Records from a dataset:
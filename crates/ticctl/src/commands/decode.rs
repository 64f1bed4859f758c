//! Register decoding commands

use std::fs;
use std::path::Path;

use anyhow::{Context, Result};
use serde_json::json;
use tic_spi_protocol::{
    DecodeCondition, RegisterBlock, RegisterKind, SYNC_BYTE, decode_register,
};
use tracing::info;

use super::parse_u32;
use crate::output;

/// Decode one raw register word.
pub fn execute(register: &str, value: &str, json: bool) -> Result<()> {
    let kind: RegisterKind = register.parse()?;
    let raw = parse_u32(value)?;
    let decoded = decode_register(kind, raw);
    info!(register = %kind, raw, "decoded register");

    if json {
        return output::print_success_json(json!({
            "register": kind.name(),
            "offset": format!("{:#04x}", kind.offset()),
            "raw": format!("{:#010x}", raw),
            "decoded": decoded,
        }));
    }

    output::print_title(&format!(
        "{} (offset {:#04x}) = {:#010x}",
        kind,
        kind.offset(),
        raw
    ));
    output::print_fields(&decoded.value)?;
    if let Some(DecodeCondition::SyncMismatch { found }) = decoded.condition {
        output::print_warning(&format!(
            "sync byte {:#04x} does not match {:#04x}; status is untrusted",
            found, SYNC_BYTE
        ));
    }
    Ok(())
}

/// Decode a 64-byte register block dump.
pub fn execute_block(file: &Path, json: bool) -> Result<()> {
    let bytes =
        fs::read(file).with_context(|| format!("failed to read {}", file.display()))?;
    let block = RegisterBlock::parse(&bytes)?;
    let sync_ok = !block.status.sync_mismatch();
    let valid_id = block.has_valid_id();

    if json {
        return output::print_success_json(json!({
            "block": block,
            "valid_id": valid_id,
            "sync_ok": sync_ok,
        }));
    }

    let registers = serde_json::to_value(block)?;
    if let Some(map) = registers.as_object() {
        for (name, view) in map {
            output::print_title(name);
            output::print_fields(view)?;
        }
    }
    if !valid_id {
        output::print_warning("identification register does not carry the $TIC signature");
    }
    if !sync_ok {
        output::print_warning(&format!(
            "status sync byte {:#04x} does not match {:#04x}",
            block.status.sync_byte, SYNC_BYTE
        ));
    }
    Ok(())
}
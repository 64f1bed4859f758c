//! Register, framing and envelope codec for SPI-attached touch ICs.
//!
//! This crate is intentionally I/O-free. Callers own the SPI transport and
//! interrupt handling; they hand the codec register words and data-window
//! buffers and get structured views back, or hand it structured commands
//! and get bytes to write.
//!
//! ## Layout
//!
//! | Module | Contents |
//! |--------|----------|
//! | [`regs`] | Fixed-offset 32-bit registers (0x00..=0x40) and the 64-byte register block |
//! | [`reassembler`] | Micro-frame to frame reassembly |
//! | [`envelope`] | Raw data, error, feedback and write envelopes |
//! | [`state`] | Interrupt classification, power and command validation |
//! | [`version`] | Protocol version and kernel compatibility checks |
//! | [`config`] | Payload limits and host expectations |
//!
//! ## Data path
//!
//! ```text
//! status read ─▶ classify_interrupt ─▶ frame characteristics read
//!      ─▶ FrameReassembler::push (per micro-frame) ─▶ CompletedFrame::package
//! ```
//!
//! All multi-byte fields are little-endian. Decoding a register never fails;
//! encoding rejects values that do not fit their field and writes reserved
//! bits as zero. Envelope parsers borrow their payload from the input
//! buffer; `*_into` encoders write into caller buffers, `build_*` functions
//! allocate.
//!
//! ## Example
//!
//! ```
//! use tic_spi_protocol::{
//!     FrameCharacteristics, FrameReassembler, InterruptClass, ReassemblyEvent, Register,
//!     StatusRegister, classify_interrupt,
//! };
//!
//! # fn main() -> Result<(), Box<dyn std::error::Error>> {
//! let status = StatusRegister::decode(0x5A00_0001);
//! assert_eq!(classify_interrupt(&status)?, Some(InterruptClass::DataAvailable));
//!
//! let mut reassembler = FrameReassembler::default();
//! let fc = FrameCharacteristics::decode(4 | (1 << 18) | (1 << 23));
//! match reassembler.push(&fc, &[1, 2, 3, 4])? {
//!     ReassemblyEvent::Complete(frame) => assert_eq!(frame.data.len(), 4),
//!     ReassemblyEvent::Pending { .. } => unreachable!(),
//! }
//! # Ok(())
//! # }
//! ```

#![deny(static_mut_refs)]
#![deny(clippy::unwrap_used)]

pub mod config;
pub mod envelope;
pub mod error;
pub mod reassembler;
pub mod regs;
pub mod state;
pub mod version;

pub use config::{
    CodecConfig, DATA_WINDOW_LEN, MAX_BULK_WRITE_SIZE, MAX_FEEDBACK_SIZE, MAX_FRAME_SIZE,
};
pub use envelope::*;
pub use error::{EnvelopeKind, ErrorCategory, ReassemblyError, TicError, TicResult};
pub use reassembler::{CompletedFrame, FrameReassembler, ReassemblyEvent, ReassemblyState};
pub use regs::*;
pub use state::{
    CommandAction, DeviceState, InterruptClass, InvalidReason, PowerTransition, Verdict,
    classify_interrupt, target_power_state, validate_command, validate_power_transition,
};
pub use version::{Compatibility, PROTOCOL_VERSION};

● **Work order**: Copy each line above that contains the string "deny".

● **Solution to the problem**:
#![deny(static_mut_refs)]
#![deny(clippy::unwrap_used)]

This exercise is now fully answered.